► Undeserving Car of the Year winnners
► It’s our Top 10 worst COTY champs
► Do you agree with our list?
It’s nearly time for the cream of Europe’s motoring press to choose the best car of 2017. Let’s hope they do better than this lot of spudders.
1) 1979 Chrysler Horizon
A classic case of unintentional irony, the Horizon was the most expedient solution to replace the neolithic Simca 1100. Chopping up the bigger Alpine meant it was spacious and relatively cheap, but its outputs were feeble and its most impressive tech highlight was a trip computer.

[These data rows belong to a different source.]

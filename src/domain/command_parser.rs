//! Terminal command grammar.
//!
//! Each grammar rule is a small cursor-driven matcher tried in order against
//! the trimmed input. A rule only wins if it consumes the entire line, so
//! `fib 100` or `hline 210 extra` fall through to `None`. Keywords are
//! case-insensitive; decimals follow `\d+(\.\d+)?`, periods `\d+`, tickers
//! are ASCII letters.

use crate::domain::bar::unix_now;
use crate::domain::command::{Command, MaType, RESISTANCE_COLOR, SUPPORT_COLOR};

struct Parser<'a> {
    input: &'a str,
    pos: usize,
}

impl<'a> Parser<'a> {
    fn new(input: &'a str) -> Self {
        Self { input, pos: 0 }
    }

    fn remaining(&self) -> &'a str {
        &self.input[self.pos..]
    }

    fn peek(&self) -> Option<char> {
        self.remaining().chars().next()
    }

    fn advance(&mut self) -> Option<char> {
        let ch = self.peek()?;
        self.pos += ch.len_utf8();
        Some(ch)
    }

    fn at_end(&self) -> bool {
        self.pos >= self.input.len()
    }

    fn peek_keyword(&self, keyword: &str) -> bool {
        let remaining = self.remaining();
        let head = match remaining.get(..keyword.len()) {
            Some(h) => h,
            None => return false,
        };
        head.eq_ignore_ascii_case(keyword)
            && !remaining[keyword.len()..]
                .chars()
                .next()
                .map(|c| c.is_alphanumeric() || c == '_')
                .unwrap_or(false)
    }

    fn keyword(&mut self, keyword: &str) -> bool {
        if self.peek_keyword(keyword) {
            self.pos += keyword.len();
            true
        } else {
            false
        }
    }

    /// Matches a multi-word keyword such as `horizontal line`, words separated
    /// by any run of whitespace. Restores the cursor on failure.
    fn phrase(&mut self, words: &[&str]) -> bool {
        let start = self.pos;
        for (i, word) in words.iter().enumerate() {
            if i > 0 && self.separator().is_none() {
                self.pos = start;
                return false;
            }
            if !self.keyword(word) {
                self.pos = start;
                return false;
            }
        }
        true
    }

    /// At least one whitespace character.
    fn separator(&mut self) -> Option<()> {
        let start = self.pos;
        while let Some(ch) = self.peek() {
            if ch.is_whitespace() {
                self.advance();
            } else {
                break;
            }
        }
        (self.pos > start).then_some(())
    }

    fn digits(&mut self) -> Option<&'a str> {
        let start = self.pos;
        while let Some(ch) = self.peek() {
            if ch.is_ascii_digit() {
                self.advance();
            } else {
                break;
            }
        }
        (self.pos > start).then(|| &self.input[start..self.pos])
    }

    fn decimal(&mut self) -> Option<f64> {
        let start = self.pos;
        self.digits()?;
        let rest = self.remaining();
        if rest.starts_with('.') && rest[1..].starts_with(|c: char| c.is_ascii_digit()) {
            self.advance();
            self.digits()?;
        }
        self.input[start..self.pos].parse().ok()
    }

    fn integer(&mut self) -> Option<usize> {
        self.digits()?.parse().ok()
    }

    fn ticker(&mut self) -> Option<String> {
        let start = self.pos;
        while let Some(ch) = self.peek() {
            if ch.is_ascii_alphabetic() {
                self.advance();
            } else {
                break;
            }
        }
        (self.pos > start).then(|| self.input[start..self.pos].to_ascii_uppercase())
    }

    fn token(&mut self) -> Option<&'a str> {
        let start = self.pos;
        while let Some(ch) = self.peek() {
            if ch.is_whitespace() {
                break;
            }
            self.advance();
        }
        (self.pos > start).then(|| &self.input[start..self.pos])
    }

    fn rest(&mut self) -> Option<&'a str> {
        let rest = self.remaining().trim();
        self.pos = self.input.len();
        (!rest.is_empty()).then_some(rest)
    }

    fn decimal_arg(&mut self) -> Option<f64> {
        self.separator()?;
        self.decimal()
    }

    fn integer_arg(&mut self) -> Option<usize> {
        self.separator()?;
        self.integer()
    }
}

type Rule = fn(&mut Parser<'_>, i64) -> Option<Command>;

const RULES: [Rule; 13] = [
    horizontal_line,
    vertical_line,
    clear,
    symbol,
    support,
    resistance,
    simple_moving_average,
    exponential_moving_average,
    fibonacci,
    bollinger_bands,
    help,
    ask,
    setkey,
];

/// Parse a terminal line, stamping time-based commands with the current clock.
pub fn parse(input: &str) -> Option<Command> {
    parse_at(input, unix_now())
}

/// Parse a terminal line using `now` (unix seconds) for time-based commands.
pub fn parse_at(input: &str, now: i64) -> Option<Command> {
    let trimmed = input.trim();
    if trimmed.is_empty() {
        return None;
    }
    RULES.iter().find_map(|rule| {
        let mut parser = Parser::new(trimmed);
        rule(&mut parser, now).filter(|_| parser.at_end())
    })
}

fn horizontal_line(p: &mut Parser<'_>, _now: i64) -> Option<Command> {
    if !(p.phrase(&["horizontal", "line"]) || p.keyword("hline")) {
        return None;
    }
    let price = p.decimal_arg()?;
    Some(Command::HorizontalLine { price, color: None })
}

fn vertical_line(p: &mut Parser<'_>, now: i64) -> Option<Command> {
    (p.phrase(&["vertical", "line"]) || p.keyword("vline"))
        .then_some(Command::VerticalLine { time: now })
}

fn clear(p: &mut Parser<'_>, _now: i64) -> Option<Command> {
    (p.phrase(&["clear", "all"]) || p.keyword("clear")).then_some(Command::Clear)
}

fn symbol(p: &mut Parser<'_>, _now: i64) -> Option<Command> {
    if !(p.keyword("symbol") || p.keyword("stock")) {
        return None;
    }
    p.separator()?;
    let symbol = p.ticker()?;
    Some(Command::Symbol { symbol })
}

fn support(p: &mut Parser<'_>, _now: i64) -> Option<Command> {
    if !p.keyword("support") {
        return None;
    }
    let price = p.decimal_arg()?;
    Some(Command::HorizontalLine {
        price,
        color: Some(SUPPORT_COLOR.to_string()),
    })
}

fn resistance(p: &mut Parser<'_>, _now: i64) -> Option<Command> {
    if !p.keyword("resistance") {
        return None;
    }
    let price = p.decimal_arg()?;
    Some(Command::HorizontalLine {
        price,
        color: Some(RESISTANCE_COLOR.to_string()),
    })
}

fn simple_moving_average(p: &mut Parser<'_>, _now: i64) -> Option<Command> {
    if !(p.keyword("ma") || p.keyword("sma")) {
        return None;
    }
    let period = p.integer_arg()?;
    Some(Command::MovingAverage {
        period,
        ma_type: MaType::Sma,
    })
}

fn exponential_moving_average(p: &mut Parser<'_>, _now: i64) -> Option<Command> {
    if !p.keyword("ema") {
        return None;
    }
    let period = p.integer_arg()?;
    Some(Command::MovingAverage {
        period,
        ma_type: MaType::Ema,
    })
}

fn fibonacci(p: &mut Parser<'_>, _now: i64) -> Option<Command> {
    if !(p.keyword("fib") || p.keyword("fibonacci")) {
        return None;
    }
    let start_price = p.decimal_arg()?;
    let end_price = p.decimal_arg()?;
    Some(Command::Fibonacci {
        start_price,
        end_price,
    })
}

fn bollinger_bands(p: &mut Parser<'_>, _now: i64) -> Option<Command> {
    if !(p.keyword("bb") || p.keyword("bollinger")) {
        return None;
    }
    let period = p.integer_arg()?;
    Some(Command::BollingerBands { period })
}

fn help(p: &mut Parser<'_>, _now: i64) -> Option<Command> {
    (p.keyword("help") || p.keyword("?")).then_some(Command::Help)
}

fn ask(p: &mut Parser<'_>, _now: i64) -> Option<Command> {
    if !p.keyword("ask") {
        return None;
    }
    p.separator()?;
    let query = p.rest()?.to_string();
    Some(Command::Ask { query })
}

fn setkey(p: &mut Parser<'_>, _now: i64) -> Option<Command> {
    if !p.keyword("setkey") {
        return None;
    }
    p.separator()?;
    let key = p.token()?.to_string();
    Some(Command::SetKey { key })
}

const HELP_TEXT: &str = "\
Available Commands:

LINES & LEVELS:
• horizontal line <price> - Draw horizontal line at specified price
• hline <price> - Short form for horizontal line
• vertical line - Draw vertical line at current time
• vline - Short form for vertical line
• support <price> - Draw green support line at price
• resistance <price> - Draw red resistance line at price

TECHNICAL INDICATORS:
• ma <period> - Simple Moving Average (e.g., ma 20)
• sma <period> - Simple Moving Average (e.g., sma 50)
• ema <period> - Exponential Moving Average (e.g., ema 21)
• bb <period> - Bollinger Bands (e.g., bb 20)
• bollinger <period> - Same as bb
• fib <start> <end> - Fibonacci retracement (e.g., fib 100 200)
• fibonacci <start> <end> - Same as fib
• analyze - Find key levels for the current symbol (also: levels)

CHART CONTROLS:
• symbol <ticker> - Change stock symbol (e.g., AAPL, MSFT)
• stock <ticker> - Same as symbol command
• clear all - Remove all drawn lines and indicators
• clear - Clear the terminal and all chart overlays (also: cls)

TERMINAL:
• history - Show the last 10 commands
• stocks - Show your saved stock preferences (also: preferences)
• stock <number> - Switch to a saved stock preference
• reset - Clear stock preferences and restart setup (also: setup)
• ask <question> - Suggest commands for what you want to do
• setkey <key> - Store an API key for assistant suggestions
• help - Show this help message (also: ?)

Examples:
• horizontal line 210
• support 180, resistance 220
• ma 50, ema 21
• fib 150 200
• bb 20
• symbol TSLA";

pub fn help_text() -> &'static str {
    HELP_TEXT
}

Winner!
2) 1981 Ford Escort
Theory has it you can’t burnish excreta, but the third Escort was wheeled proof to the contrary. Inside and out the crisply-styled Mk3 Escort was a big leap, but underneath the glitter veneer the new independent suspension was flawed. Enough to beat Panda and Metro to the silverware though.
3) 1982 Renault 9
Focus groups are useful, but only if you burn the results. For decades Renault rivalled Citroën for its avant-garde approach to design. Then they decided to change tack, clinic customers and were told they didn’t want innovation or flair. The result? C’est fini. Oh, and it had three facelifts in nine years…
4) 1990 Citroen XM
We love Citroëns, but if we’re being completely honest, it’s chiefly those built before 1990. The XM was full of good ideas but executed with mixed success, like France’s approach to WWII. Worthy it might have been but the game had already changed – and it was no longer boules.
5) 1996 Fiat Brava/Bravo
Just a year earlier Fiat had bagged ECotY thanks to the at least game-altering Punto. One can only imagine that the contemporary jurors were wowed by the notion of the three-door being called Bravo and the five-door Brava. Thereafter the word Bravo! was never heard in relation to either car.
6) 2000 Toyota Yaris
Toyota had long nailed bulletproof reliability, so the Yaris’s sole innovation was its centrally mounted instrument panel complete with Tron graphics. More galling is that the Yaris beat the admittedly fugly-but-clever Fiat Multipla and the admittedly clever-but-requiring-oven-gloves Zafira.
7) 2001 Alfa Romeo 147
Proving its reputation of lurching from staid conservatism to romantic idealism, a year after the Yaris the European motoring elite voted for Alfa’s 147. Tellingly it beat the Mk2 Mondeo by a solitary point, and the first gen Toyota Prius by nine. And rightly so, hybrids will never catch on.
8) 2002 Peugeot 307
Seven isn’t a particularly lucky number for Peugeot. The 306 was a good steer, but its successor ironed out all the verve in favour of an Alba-inspired interior and softer chassis. Mind you, 2002 was clearly not a great vintage as the 307 beat the Renault Laguna and Fiat Stilo…
9) 2008 Fiat 500
Wait, what? Iconoclastic it might be but the feting of the 500 was a masterpiece of fine Italian wool-pulling. Yes it’s cute and charming but it’s also small, wheezy unless you go for the later TwinAir and not all that to drive. Good job we didn’t name it our Car of the Year then. Ah.
10) 2014 Peugeot 308
It might seem like we have it in for Peugeots, but really we don’t. The 308 is capable but not the best C-segment hatch then or now. Yet it beat BMW’s i3 by 83 – yes, you read that right – 83 points, and in third was that other bastion of Luddite thinking, the Tesla Model S.